Top of Provided records

//! Shader Definitions
//!
//! A [`ShaderDefinition`] is everything the processor needs: source text, the
//! attribute semantic map and the externally owned formats. Processing it
//! yields a [`Shader`], which is either ready for pipeline creation or failed
//! with a structured diagnostic. Failed shaders are kept (so the caller can
//! inspect the error) but can never be drawn with.

use std::sync::Arc;

use rustc_hash::FxHashMap;
use smallvec::SmallVec;

use super::error::ShaderProcessError;
use super::processor::{MESH_GROUP, ProcessedShader, ShaderProcessor};
use super::semantic::Semantic;
use super::uniform_format::UniformBufferFormat;
use crate::binding::format::BindGroupFormat;
use crate::errors::{BinderyError, Result};
use crate::pipeline::vertex::VertexFormat;
use crate::utils::KeyInterner;

/// Portable shader source.
#[derive(Debug, Clone, PartialEq, Eq)]
pub enum ShaderSource {
    Render { vertex: String, fragment: String },
    Compute { compute: String },
}

/// Externally owned formats the processor resolves declarations against.
///
/// Index `0` is the view group and index `1` the material group; the mesh
/// group is always generated.
#[derive(Debug, Clone, Default)]
pub struct ProcessingOptions {
    pub uniform_formats: [Option<Arc<UniformBufferFormat>>; MESH_GROUP],
    pub bind_group_formats: [Option<Arc<BindGroupFormat>>; MESH_GROUP],
    /// Formats of the vertex buffers the shader will be drawn with. Used to
    /// retype float attributes bound to integer data.
    pub vertex_formats: SmallVec<[Arc<VertexFormat>; 2]>,
}

/// Input to [`ShaderProcessor::process`].
#[derive(Debug, Clone)]
pub struct ShaderDefinition {
    pub name: String,
    pub source: ShaderSource,
    /// Attribute name → vertex semantic.
    pub attributes: FxHashMap<String, Semantic>,
    pub options: ProcessingOptions,
}

impl ShaderDefinition {
    #[must_use]
    pub fn render(
        name: impl Into<String>,
        vertex: impl Into<String>,
        fragment: impl Into<String>,
    ) -> Self {
        Self {
            name: name.into(),
            source: ShaderSource::Render {
                vertex: vertex.into(),
                fragment: fragment.into(),
            },
            attributes: FxHashMap::default(),
            options: ProcessingOptions::default(),
        }
    }

    #[must_use]
    pub fn compute(name: impl Into<String>, compute: impl Into<String>) -> Self {
        Self {
            name: name.into(),
            source: ShaderSource::Compute {
                compute: compute.into(),
            },
            attributes: FxHashMap::default(),
            options: ProcessingOptions::default(),
        }
    }

    #[must_use]
    pub fn with_attribute(mut self, name: impl Into<String>, semantic: Semantic) -> Self {
        self.attributes.insert(name.into(), semantic);
        self
    }

    #[must_use]
    pub fn with_options(mut self, options: ProcessingOptions) -> Self {
        self.options = options;
        self
    }
}

// ─── Shader ──────────────────────────────────────────────────────────────────

/// Processing outcome of a shader.
#[derive(Debug, Clone)]
pub enum ShaderState {
    Ready(Arc<ProcessedShader>),
    Failed(ShaderProcessError),
}

/// A processed shader, ready or failed.
#[derive(Debug, Clone)]
pub struct Shader {
    name: String,
    state: ShaderState,
}

impl Shader {
    /// Processes `definition`. Failures are logged and kept on the shader.
    pub fn new(
        definition: &ShaderDefinition,
        processor: &ShaderProcessor,
        keys: &mut KeyInterner,
    ) -> Self {
        let state = match processor.process(definition, keys) {
            Ok(processed) => {
                for warning in &processed.warnings {
                    log::warn!("Shader '{}': {warning}", definition.name);
                }
                ShaderState::Ready(Arc::new(processed))
            }
            Err(err) => {
                log::error!("Shader '{}' failed processing: {err}", definition.name);
                ShaderState::Failed(err)
            }
        };
        Self {
            name: definition.name.clone(),
            state,
        }
    }

    #[inline]
    #[must_use]
    pub fn name(&self) -> &str {
        &self.name
    }

    #[inline]
    #[must_use]
    pub fn state(&self) -> &ShaderState {
        &self.state
    }

    #[must_use]
    pub fn is_failed(&self) -> bool {
        matches!(self.state, ShaderState::Failed(_))
    }

    #[must_use]
    pub fn error(&self) -> Option<&ShaderProcessError> {
        match &self.state {
            ShaderState::Failed(err) => Some(err),
            ShaderState::Ready(_) => None,
        }
    }

    /// The processed output, or [`BinderyError::ShaderUnavailable`] for a
    /// failed shader.
    pub fn processed(&self) -> Result<&Arc<ProcessedShader>> {
        match &self.state {
            ShaderState::Ready(processed) => Ok(processed),
            ShaderState::Failed(_) => Err(BinderyError::ShaderUnavailable {
                name: self.name.clone(),
            }),
        }
    }
}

Bottom of Provided records

The task:
Copy out each record word for word.

Answer section:
//! Shader Definitions
//!
//! A [`ShaderDefinition`] is everything the processor needs: source text, the
//! attribute semantic map and the externally owned formats. Processing it
//! yields a [`Shader`], which is either ready for pipeline creation or failed
//! with a structured diagnostic. Failed shaders are kept (so the caller can
//! inspect the error) but can never be drawn with.

use std::sync::Arc;

use rustc_hash::FxHashMap;
use smallvec::SmallVec;

use super::error::ShaderProcessError;
use super::processor::{MESH_GROUP, ProcessedShader, ShaderProcessor};
use super::semantic::Semantic;
use super::uniform_format::UniformBufferFormat;
use crate::binding::format::BindGroupFormat;
use crate::errors::{BinderyError, Result};
use crate::pipeline::vertex::VertexFormat;
use crate::utils::KeyInterner;

/// Portable shader source.
#[derive(Debug, Clone, PartialEq, Eq)]
pub enum ShaderSource {
    Render { vertex: String, fragment: String },
    Compute { compute: String },
}

/// Externally owned formats the processor resolves declarations against.
///
/// Index `0` is the view group and index `1` the material group; the mesh
/// group is always generated.
#[derive(Debug, Clone, Default)]
pub struct ProcessingOptions {
    pub uniform_formats: [Option<Arc<UniformBufferFormat>>; MESH_GROUP],
    pub bind_group_formats: [Option<Arc<BindGroupFormat>>; MESH_GROUP],
    /// Formats of the vertex buffers the shader will be drawn with. Used to
    /// retype float attributes bound to integer data.
    pub vertex_formats: SmallVec<[Arc<VertexFormat>; 2]>,
}

/// Input to [`ShaderProcessor::process`].
#[derive(Debug, Clone)]
pub struct ShaderDefinition {
    pub name: String,
    pub source: ShaderSource,
    /// Attribute name → vertex semantic.
    pub attributes: FxHashMap<String, Semantic>,
    pub options: ProcessingOptions,
}

impl ShaderDefinition {
    #[must_use]
    pub fn render(
        name: impl Into<String>,
        vertex: impl Into<String>,
        fragment: impl Into<String>,
    ) -> Self {
        Self {
            name: name.into(),
            source: ShaderSource::Render {
                vertex: vertex.into(),
                fragment: fragment.into(),
            },
            attributes: FxHashMap::default(),
            options: ProcessingOptions::default(),
        }
    }

    #[must_use]
    pub fn compute(name: impl Into<String>, compute: impl Into<String>) -> Self {
        Self {
            name: name.into(),
            source: ShaderSource::Compute {
                compute: compute.into(),
            },
            attributes: FxHashMap::default(),
            options: ProcessingOptions::default(),
        }
    }

    #[must_use]
    pub fn with_attribute(mut self, name: impl Into<String>, semantic: Semantic) -> Self {
        self.attributes.insert(name.into(), semantic);
        self
    }

    #[must_use]
    pub fn with_options(mut self, options: ProcessingOptions) -> Self {
        self.options = options;
        self
    }
}

// ─── Shader ──────────────────────────────────────────────────────────────────

/// Processing outcome of a shader.
#[derive(Debug, Clone)]
pub enum ShaderState {
    Ready(Arc<ProcessedShader>),
    Failed(ShaderProcessError),
}

/// A processed shader, ready or failed.
#[derive(Debug, Clone)]
pub struct Shader {
    name: String,
    state: ShaderState,
}

impl Shader {
    /// Processes `definition`. Failures are logged and kept on the shader.
    pub fn new(
        definition: &ShaderDefinition,
        processor: &ShaderProcessor,
        keys: &mut KeyInterner,
    ) -> Self {
        let state = match processor.process(definition, keys) {
            Ok(processed) => {
                for warning in &processed.warnings {
                    log::warn!("Shader '{}': {warning}", definition.name);
                }
                ShaderState::Ready(Arc::new(processed))
            }
            Err(err) => {
                log::error!("Shader '{}' failed processing: {err}", definition.name);
                ShaderState::Failed(err)
            }
        };
        Self {
            name: definition.name.clone(),
            state,
        }
    }

    #[inline]
    #[must_use]
    pub fn name(&self) -> &str {
        &self.name
    }

    #[inline]
    #[must_use]
    pub fn state(&self) -> &ShaderState {
        &self.state
    }

    #[must_use]
    pub fn is_failed(&self) -> bool {
        matches!(self.state, ShaderState::Failed(_))
    }

    #[must_use]
    pub fn error(&self) -> Option<&ShaderProcessError> {
        match &self.state {
            ShaderState::Failed(err) => Some(err),
            ShaderState::Ready(_) => None,
        }
    }

    /// The processed output, or [`BinderyError::ShaderUnavailable`] for a
    /// failed shader.
    pub fn processed(&self) -> Result<&Arc<ProcessedShader>> {
        match &self.state {
            ShaderState::Ready(processed) => Ok(processed),
            ShaderState::Failed(_) => Err(BinderyError::ShaderUnavailable {
                name: self.name.clone(),
            }),
        }
    }
}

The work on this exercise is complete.